When it comes to SAT and ACT prep, everyone likes to focus on their “tangibles” – math formulas, grammar facts, vocabulary, etc. However, as important as these fundamentals are, no amount of material knowledge will help you to beat your test if you’re sleep deprived.
With the SAT and ACT approaching, it’s very tempting to “cram,” sleeping less and studying more in an attempt to get better scores. Unfortunately, nothing could be less effective when it comes to test prep. Ironically, countless students each year sabotage their own performance by trying to gain an edge,
I’d like to make an analogy:
Imagine that you need to chop a tree in half by next week, but you’re working with a dull axe. The more you swing the axe, the duller it gets. Part of you knows that you need to sharpen the thing – but there’s no time! You only have a week! So rather than sharpening the axe, you just keep swinging harder and harder – the more you swing, the more slowly you progress. Eventually, the tree isn’t getting cut at all – it’s like you’re smacking the trunk with a baseball bat. The cycle keeps repeating.

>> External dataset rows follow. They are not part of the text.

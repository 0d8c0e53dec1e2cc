//! Error types for decomp-core
//!
//! Malformed model output is repaired, not raised. The errors here cover:
//! - Responses that cannot be turned into a decomposition at all
//! - Completion source failures
//! - Configuration problems
//! - Cache key derivation

use decomp_cache::CacheError;
use decomp_repair::ExtractionError;
use std::path::PathBuf;

/// Pipeline errors
#[derive(Debug, thiserror::Error)]
pub enum PipelineError {
    /// The response held JSON, but nothing usable as a decomposition
    #[error("unrecoverable model response: {0}")]
    Unrecoverable(#[from] ExtractionError),
}

/// Completion source errors
#[derive(Debug, thiserror::Error)]
pub enum CompletionError {
    /// Upstream call failed
    #[error("completion failed: {0}")]
    Failed(String),

    /// Upstream call did not answer in time
    #[error("completion timed out after {duration_secs}s")]
    Timeout { duration_secs: u64 },

    /// Upstream returned nothing
    #[error("completion returned an empty response")]
    EmptyResponse,
}

/// Configuration errors
#[derive(Debug, thiserror::Error)]
pub enum ConfigError {
    /// Config file could not be read
    #[error("io error reading {path}: {source}")]
    Io {
        path: PathBuf,
        #[source]
        source: std::io::Error,
    },

    /// Config file is not valid TOML for the expected shape
    #[error("failed to parse config: {0}")]
    Parse(#[from] toml::de::Error),

    /// A value is out of range
    #[error("invalid config: {0}")]
    Invalid(String),
}

impl ConfigError {
    /// Create IO error for path
    pub fn io_error(path: impl Into<PathBuf>, source: std::io::Error) -> Self {
        Self::Io {
            path: path.into(),
            source,
        }
    }
}

/// Main service error type
#[derive(Debug, thiserror::Error)]
pub enum ServiceError {
    /// Pipeline failed
    #[error("pipeline error: {0}")]
    Pipeline(#[from] PipelineError),

    /// Completion source failed
    #[error("completion error: {0}")]
    Completion(#[from] CompletionError),

    /// Cache key could not be derived
    #[error("cache error: {0}")]
    Cache(#[from] CacheError),

    /// Configuration error
    #[error("configuration error: {0}")]
    Config(#[from] ConfigError),
}

impl ServiceError {
    /// Check if error is retryable
    #[inline]
    #[must_use]
    pub fn is_retryable(&self) -> bool {
        matches!(
            self,
            Self::Completion(CompletionError::Failed(_) | CompletionError::Timeout { .. })
        )
    }
}
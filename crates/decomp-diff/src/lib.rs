//! Decomp Diff Engine
//!
//! Compares two decompositions of the same workflow.
//!
//! # How Matching Works
//!
//! - **Steps** are paired greedily by a weighted name and position score
//!   (see [`similarity`]); pairs are then compared field by field
//! - **Gaps** are paired by a type-plus-keywords [`fingerprint`]
//! - **Health** is compared metric by metric
//!
//! # Example
//!
//! ```rust
//! use decomp_diff::compare;
//! use decomp_model::{Decomposition, Step};
//!
//! let mut before = Decomposition::empty("d1", "Payroll");
//! before.steps.push(Step::new("a", "Collect timesheets"));
//!
//! let report = compare(&before, &before);
//! assert_eq!(report.summary, "No significant changes detected.");
//! ```

#![warn(unreachable_pub)]
#![allow(missing_docs)]

pub mod gaps;
pub mod similarity;
pub mod steps;
pub mod summary;

pub use gaps::{diff_gaps, fingerprint, GapChanges};
pub use steps::{diff_steps, match_steps, StepChanges, StepMatch, MATCH_THRESHOLD};
pub use summary::{summarize, SummaryInput, NO_CHANGES};

use decomp_model::{CompareResult, Decomposition, HealthDelta};

/// Version of this crate
pub const VERSION: &str = env!("CARGO_PKG_VERSION");

/// Compare a "before" and an "after" decomposition
#[must_use]
pub fn compare(before: &Decomposition, after: &Decomposition) -> CompareResult {
    let steps = diff_steps(&before.steps, &after.steps);
    let gaps = diff_gaps(&before.gaps, &after.gaps);
    let health_delta = HealthDelta::between(&before.health, &after.health);

    let summary = summarize(&SummaryInput {
        gaps_resolved: gaps.resolved.len(),
        gaps_new: gaps.new.len(),
        steps_added: steps.added.len(),
        steps_removed: steps.removed.len(),
        health_delta,
    });

    tracing::info!(
        before = %before.id,
        after = %after.id,
        added = steps.added.len(),
        removed = steps.removed.len(),
        modified = steps.modified.len(),
        gaps_resolved = gaps.resolved.len(),
        gaps_new = gaps.new.len(),
        "compared decompositions"
    );

    CompareResult {
        steps_added: steps.added,
        steps_removed: steps.removed,
        steps_modified: steps.modified,
        steps_unchanged: steps.unchanged,
        gaps_resolved: gaps.resolved,
        gaps_new: gaps.new,
        gaps_persistent: gaps.persistent,
        health_delta,
        summary,
    }
}
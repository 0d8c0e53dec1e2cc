//! Structured logging setup
//!
//! `RUST_LOG` wins over the configured filter. Initialization is idempotent:
//! when a global subscriber already exists the call leaves it in place.

use crate::config::AnalyzerConfig;
use tracing_subscriber::{fmt, EnvFilter};

/// Install the global tracing subscriber
///
/// Returns `true` if this call installed it.
pub fn init(default_filter: &str, json: bool) -> bool {
    let filter = EnvFilter::try_from_default_env().unwrap_or_else(|_| EnvFilter::new(default_filter));
    let builder = fmt().with_env_filter(filter).with_target(true).with_writer(std::io::stderr);

    let installed = if json {
        builder.json().try_init().is_ok()
    } else {
        builder.try_init().is_ok()
    };

    if installed {
        tracing::debug!(filter = default_filter, json, "structured logging initialized");
    }
    installed
}

/// Install the subscriber described by a config
pub fn init_from_config(config: &AnalyzerConfig) -> bool {
    init(&config.log_filter, config.log_json)
}
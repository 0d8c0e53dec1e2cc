//! Health metrics attached to a decomposition

use serde::{Deserialize, Serialize};

/// How much the metrics can be trusted
#[derive(Debug, Clone, Copy, PartialEq, Eq, Hash, Serialize, Deserialize)]
#[serde(rename_all = "lowercase")]
pub enum ConfidenceLevel {
    /// Calibrated with an explicit team size
    High,
    /// Calibrated with defaults
    Inferred,
}

/// Confidence level plus a human-readable reason
#[derive(Debug, Clone, PartialEq, Eq, Serialize, Deserialize)]
pub struct HealthConfidence {
    pub level: ConfidenceLevel,
    pub reason: String,
}

/// Four composite scores, each 0–100
#[derive(Debug, Clone, Default, PartialEq, Eq, Serialize, Deserialize)]
#[serde(rename_all = "camelCase")]
pub struct HealthMetrics {
    pub complexity: u8,
    pub fragility: u8,
    pub automation_potential: u8,
    pub team_load_balance: u8,
    #[serde(default, skip_serializing_if = "Option::is_none")]
    pub team_size: Option<i64>,
    #[serde(default, skip_serializing_if = "Option::is_none")]
    pub confidence: Option<HealthConfidence>,
}

impl HealthMetrics {
    /// Metric values in a fixed order: complexity, fragility,
    /// automation potential, team load balance
    #[inline]
    #[must_use]
    pub fn values(&self) -> [u8; 4] {
        [
            self.complexity,
            self.fragility,
            self.automation_potential,
            self.team_load_balance,
        ]
    }
}
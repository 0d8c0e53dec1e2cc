//! Testing utilities for the decomp workspace
//!
//! Shared fixtures and a scripted completion source.

#![allow(missing_docs)]

use async_trait::async_trait;
use decomp_cache::AnalysisRequest;
use decomp_core::{AnalyzerConfig, Completion, CompletionError, CompletionSource};
use decomp_model::{Decomposition, Gap, GapType, HealthMetrics, Layer, Severity, Step};
use parking_lot::Mutex;
use std::collections::VecDeque;
use std::sync::atomic::{AtomicUsize, Ordering};

pub const TEST_PROMPT_VERSION: &str = "test-v1";
pub const TEST_MODEL_ID: &str = "test-model";

pub fn test_config() -> AnalyzerConfig {
    AnalyzerConfig::new()
        .with_prompt_version(TEST_PROMPT_VERSION)
        .with_model_id(TEST_MODEL_ID)
        .with_fallback_title("Untitled workflow")
}

pub fn step(id: &str, name: &str, layer: Layer, score: u8, owner: &str) -> Step {
    Step::new(id, name)
        .with_layer(layer)
        .with_automation_score(score)
        .with_owner(owner)
}

pub fn gap(gap_type: GapType, severity: Severity, step_ids: &[&str], description: &str) -> Gap {
    Gap::new(
        gap_type,
        severity,
        step_ids.iter().map(|s| (*s).to_string()).collect(),
    )
    .with_description(description)
    .with_suggestion("Review the step")
}

/// Three-step invoice flow used across scoring and diff tests
pub fn invoice_steps() -> Vec<Step> {
    vec![
        step("a", "Receive invoice", Layer::Human, 40, "Alice"),
        step("b", "Validate totals", Layer::Cell, 80, "Bob").depends_on("a"),
        step("c", "Approve payment", Layer::Human, 60, "Charlie"),
    ]
}

pub fn invoice_gaps() -> Vec<Gap> {
    vec![
        gap(GapType::Bottleneck, Severity::High, &["a"], "Invoices queue at intake"),
        gap(
            GapType::SingleDependency,
            Severity::Medium,
            &["b"],
            "Only Bob validates totals",
        ),
    ]
}

pub fn invoice_decomposition(health: HealthMetrics) -> Decomposition {
    Decomposition {
        id: "invoice".to_string(),
        title: "Invoice approval".to_string(),
        steps: invoice_steps(),
        gaps: invoice_gaps(),
        health,
    }
}

/// Model response text for the invoice flow, wrapped in a code fence
pub fn invoice_response() -> String {
    let payload = serde_json::json!({
        "title": "Invoice approval",
        "steps": invoice_steps(),
        "gaps": invoice_gaps(),
    });
    format!("Here is the workflow:\n```json\n{payload:#}\n```")
}

/// Completion source that replays scripted responses and counts calls
///
/// Once the script runs out, the last response repeats.
#[derive(Debug)]
pub struct ScriptedCompletion {
    responses: Mutex<VecDeque<Result<String, String>>>,
    last: Mutex<Option<Result<String, String>>>,
    calls: AtomicUsize,
}

impl ScriptedCompletion {
    pub fn new<I, S>(responses: I) -> Self
    where
        I: IntoIterator<Item = S>,
        S: Into<String>,
    {
        Self {
            responses: Mutex::new(responses.into_iter().map(|r| Ok(r.into())).collect()),
            last: Mutex::new(None),
            calls: AtomicUsize::new(0),
        }
    }

    /// Source whose every call fails
    pub fn failing(message: impl Into<String>) -> Self {
        Self {
            responses: Mutex::new(VecDeque::from([Err(message.into())])),
            last: Mutex::new(None),
            calls: AtomicUsize::new(0),
        }
    }

    pub fn calls(&self) -> usize {
        self.calls.load(Ordering::SeqCst)
    }

    fn next_response(&self) -> Option<Result<String, String>> {
        let mut last = self.last.lock();
        if let Some(next) = self.responses.lock().pop_front() {
            *last = Some(next);
        }
        last.clone()
    }
}

#[async_trait]
impl CompletionSource for ScriptedCompletion {
    async fn complete(
        &self,
        _request: &AnalysisRequest,
        _prompt_version: &str,
    ) -> Result<Completion, CompletionError> {
        self.calls.fetch_add(1, Ordering::SeqCst);
        match self.next_response() {
            Some(Ok(text)) => Ok(Completion::new(text, TEST_MODEL_ID).with_tokens(1000, 400)),
            Some(Err(message)) => Err(CompletionError::Failed(message)),
            None => Err(CompletionError::EmptyResponse),
        }
    }
}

Think of your mind as the axe – right now, all you’ve been doing is swinging. You need to sharpen your mind, and the ONLY way to do that is with REST. The more you’ve been studying, the more you need to allow your brain to rest, reset, and assimilate all the information you’ve been learning. If you try to “just cram for a little bit longer,” you’re accomplishing nothing – except, maybe, for wearing down your own brain even further,
If you want to do exceptionally well on your SATs or ACTs, you need the fundamentals – no doubt about it. But all the fundamentals in the world are useless if your brain isn’t able to make use of them. The longer you go without rest, and the more you try to pile on, the less your brain will absorb, the less sense everything will make while you study, and the less effective your brain will be when you actually take your exam.
How do you keep your axe as sharp as possible? Easily:
1. Get 8 hours of sleep a night, every night. From now until your test, get enough sleep – no ifs, ands, or buts about it. Think you don’t have time? Are you too busy studying? Just remember: if you study while you’re sleep deprived, you’re smacking a tree with a dull wooden handle. Get your rest. Teenagers are supposed to get at least eight hours of sleep a night – very few of them do. In fact, they get less and less sleep by the year – and our nation’s test scores keep slipping and slipping. Ever wonder why?
2. Do not ignore your body. Stay hydrated. Get at least 25 minutes of exercise every day. Eat some fruits and vegetables, and stay away from the junk food. Hollywood romanticizes the genius programmer surviving off of pizza and Red Bull, but Hollywood is also sponsored by Dominos and Red Bull. If you actually want your brain to work, try eating some actual food, try drinking water instead of Diet Coke, and try to get up from your desk and move around a bit. Lack of exercise is one of the leading causes of depression, obesity, and, most important for our purposes, lethargy. The less you move, the more tired you become – which leads directly to a dull axr.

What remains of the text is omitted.